China’s Ministry of Commerce is hinting at a crucial decision on whether to lift tariffs on Australian wines, as Australian wine exporters wait with bated breath on the final green light to re-enter China market.

At a press conference held on February 22, spokesperson He Yadong stated the ministry is diligently advancing its review process, with a commitment to reach an “objective, fair, and impartial decision,” signaling a pivotal moment could be near amid warming relations between China and Australia.

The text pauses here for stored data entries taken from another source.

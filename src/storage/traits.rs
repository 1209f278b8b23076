use chrono::{DateTime, Utc};
use uuid::Uuid;

use crate::domain::{Feed, FeedFollow, FeedFollowDetails, FeedWithOwner, User};
use crate::errors::GatorResult;

#[cfg_attr(test, mockall::automock)]
pub trait UserRepository: Send + Sync {
    fn create_user(&self, user: &User) -> GatorResult<User>;
    fn get_user_by_name(&self, name: &str) -> GatorResult<User>;
    fn get_users(&self) -> GatorResult<Vec<User>>;
    /// Delete every user; feeds and follows go with them.
    fn reset(&self) -> GatorResult<usize>;
}

#[cfg_attr(test, mockall::automock)]
pub trait FeedRepository: Send + Sync {
    fn create_feed(&self, feed: &Feed) -> GatorResult<Feed>;
    fn get_feeds(&self) -> GatorResult<Vec<FeedWithOwner>>;
    fn get_feed_by_url(&self, url: &str) -> GatorResult<Feed>;
    /// The most overdue feed: oldest `last_fetched_at`, never-fetched first.
    fn get_next_feed_to_fetch(&self) -> GatorResult<Feed>;
    fn mark_feed_fetched(
        &self,
        id: Uuid,
        fetched_at: DateTime<Utc>,
        updated_at: DateTime<Utc>,
    ) -> GatorResult<()>;
}

#[cfg_attr(test, mockall::automock)]
pub trait FeedFollowRepository: Send + Sync {
    fn create_feed_follow(&self, follow: &FeedFollow) -> GatorResult<FeedFollowDetails>;
    fn get_feed_follow(&self, user_id: Uuid, feed_id: Uuid)
        -> GatorResult<Option<FeedFollowDetails>>;
    fn get_feed_follows_for_user(&self, user_id: Uuid) -> GatorResult<Vec<FeedFollowDetails>>;
    /// Returns the number of rows removed; zero is not an error.
    fn delete_feed_follow_by_user(&self, user_id: Uuid, feed_id: Uuid) -> GatorResult<usize>;
}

“Moving forward, the Ministry will advance the investigation process in accordance with the law, thoroughly review the claims and evidence presented by all stakeholders, and ensure the rights of all parties are fully protected, aiming to reach an objective, fair, and impartial decision,” He says, without providing specific timeline.

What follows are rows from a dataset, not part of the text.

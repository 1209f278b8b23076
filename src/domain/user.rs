use chrono::{DateTime, Utc};
use serde::{Deserialize, Serialize};
use uuid::Uuid;

#[derive(Debug, Clone, PartialEq, Eq, Serialize, Deserialize)]
pub struct User {
    pub id: Uuid,
    pub created_at: DateTime<Utc>,
    pub updated_at: DateTime<Utc>,
    pub name: String,
}

impl User {
    pub fn new(name: String) -> Self {
        let now = Utc::now();
        Self {
            id: Uuid::new_v4(),
            created_at: now,
            updated_at: now,
            name,
        }
    }
}
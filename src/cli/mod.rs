pub mod commands;
pub mod handlers;

pub use commands::{Cli, Commands};
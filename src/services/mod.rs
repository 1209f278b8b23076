pub mod user_service;
pub mod feed_service;
pub mod scheduler;

pub use user_service::UserService;
pub use feed_service::{FeedService, FollowOutcome};
pub use scheduler::{FetchScheduler, RunStats, TickOutcome, Ticker, MAX_INTERVAL};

This update comes amid improved ties between China and Australia, with China agreeing last November to reconsider the anti-dumping tariffs it had imposed on Australian wines.

The Trade and Economics Bureau, under the Ministry of Commerce, posted the notice on November 30, stating that the review process is expected to conclude by the end of November next year. Stakeholders have 20 days from the issue date to submit written comments on the review.

Earlier statements from Australia’s Prime Minister’s Office and Wine Australia indicated that the review would be expedited, lasting around five months starting from the end of October last year and ending in March.

Since the implementation of tariffs reaching up to 218% in March 2021, Australia’s annual wine exports to China plummeted from AU$1.2 billion to less than AU$10 million.

Australia’s leading wine giant Treasury Wine Estates earlier stated that it’s ready to divert stocks to China within weeks should the decision be positive.

“We remain confident that China will continue to be an attractive Luxury wine market and a significant growth opportunity for Penfolds over the long-term,” says the company in its latest financial report. TWE owns brands including Penfolds, Wolf Blass and most recently DAOU Vineyards in the US.

Prior to the tariffs, China counts as TWE’s most lucrative export market, thanks to the popularity of its flagship brand Penfolds. The market contributed 30% of TWE’s profits before China slapped up to 218% anti-dumping tariffs on Australian wines in March 2021.